**WHAT YOU SHOULD DO**: Transcribe the data below verbatim from the line with "of every character" to the line with "let mut canvas = BrailleCanvas::new(3, 1);". Include both of those lines.
Start of Block
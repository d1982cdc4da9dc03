use crate::braille::BrailleCanvas;

/// Draw a line using Bresenham's algorithm
pub fn draw_line(canvas: &mut BrailleCanvas, x0: i32, y0: i32, x1: i32, y1: i32) {
    let dx = (x1 - x0).abs();
    let dy = -(y1 - y0).abs();
    let sx = if x0 < x1 { 1 } else { -1 };
    let sy = if y0 < y1 { 1 } else { -1 };
    let mut err = dx + dy;

    let mut x = x0;
    let mut y = y0;

    loop {
        canvas.set_pixel_signed(x, y);

        if x == x1 && y == y1 {
            break;
        }

        let e2 = 2 * err;

        if e2 >= dy {
            if x == x1 {
                break;
            }
            err += dy;
            x += sx;
        }

        if e2 <= dx {
            if y == y1 {
                break;
            }
            err += dx;
            y += sy;
        }
    }
}

/// Fill projected rings with the even-odd rule, sampling each pixel at its
/// centre. Holes are just additional rings.
pub fn fill_rings(canvas: &mut BrailleCanvas, rings: &[Vec<(f64, f64)>]) {
    let max_x = (canvas.width() * 2) as i32 - 1;
    let max_y = (canvas.height() * 4) as i32 - 1;
    if max_x < 0 || max_y < 0 {
        return;
    }

    let (lo, hi) = rings
        .iter()
        .flatten()
        .fold((f64::INFINITY, f64::NEG_INFINITY), |(lo, hi), &(_, y)| (lo.min(y), hi.max(y)));
    if lo > hi {
        return;
    }
    let y_start = (lo.floor() as i32).max(0);
    let y_end = (hi.ceil() as i32).min(max_y);

    let mut crossings: Vec<f64> = Vec::new();
    for py in y_start..=y_end {
        let sy = py as f64 + 0.5;
        crossings.clear();
        for ring in rings {
            let n = ring.len();
            if n < 3 {
                continue;
            }
            for i in 0..n {
                let (x0, y0) = ring[i];
                let (x1, y1) = ring[(i + 1) % n];
                if (y0 <= sy) != (y1 <= sy) {
                    crossings.push(x0 + (sy - y0) * (x1 - x0) / (y1 - y0));
                }
            }
        }
        crossings.sort_by(f64::total_cmp);

        for span in crossings.chunks_exact(2) {
            let from = ((span[0] - 0.5).ceil() as i32).max(0);
            let to = ((span[1] - 0.5).floor() as i32).min(max_x);
            for px in from..=to {
                canvas.set_pixel(px as usize, py as usize);
            }
        }
    }
}

#[cfg(test)]
mod tests {
    use super::*;

    #[test]
    fn test_horizontal_line() {
        let mut canvas = BrailleCanvas::new(5, 1);
        draw_line(&mut canvas, 0, 0, 9, 0);
        // Top dots of every character
        assert_eq!(canvas.to_string(), "⠉⠉⠉⠉⠉");
    }

    #[test]
    fn test_vertical_line() {
        let mut canvas = BrailleCanvas::new(1, 2);
        draw_line(&mut canvas, 0, 0, 0, 7);
        assert_eq!(canvas.to_string(), "⡇\n⡇");
    }

    #[test]
    fn test_fill_square() {
        let mut canvas = BrailleCanvas::new(3, 1);
        let square = vec![(0.0, 0.0), (4.0, 0.0), (4.0, 4.0), (0.0, 4.0)];
        fill_rings(&mut canvas, &[square]);
        assert_eq!(canvas.to_string(), "⣿⣿⠀");
    }

    #[test]
    fn test_fill_respects_hole() {
        let mut canvas = BrailleCanvas::new(3, 2);
        let outer = vec![(0.0, 0.0), (6.0, 0.0), (6.0, 8.0), (0.0, 8.0)];
        let hole = vec![(2.0, 2.0), (4.0, 2.0), (4.0, 6.0), (2.0, 6.0)];
        fill_rings(&mut canvas, &[outer, hole]);
        // Middle column loses the dots inside the hole
        let rows: Vec<String> = canvas.rows().collect();
        assert_eq!(rows[0], "⣿⠛⣿");
        assert_eq!(rows[1], "⣿⣤⣿");
    }

    #[test]
    fn test_fill_clips_to_canvas() {
        let mut canvas = BrailleCanvas::new(1, 1);
        let huge = vec![(-50.0, -50.0), (50.0, -50.0), (50.0, 50.0), (-50.0, 50.0)];
        fill_rings(&mut canvas, &[huge]);
        assert_eq!(canvas.to_string(), "⣿");
    }
}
End of Block
**PROBLEM SOLUTION**:
        // Top dots of every character
        assert_eq!(canvas.to_string(), "⠉⠉⠉⠉⠉");
    }

    #[test]
    fn test_vertical_line() {
        let mut canvas = BrailleCanvas::new(1, 2);
        draw_line(&mut canvas, 0, 0, 0, 7);
        assert_eq!(canvas.to_string(), "⡇\n⡇");
    }

    #[test]
    fn test_fill_square() {
        let mut canvas = BrailleCanvas::new(3, 1);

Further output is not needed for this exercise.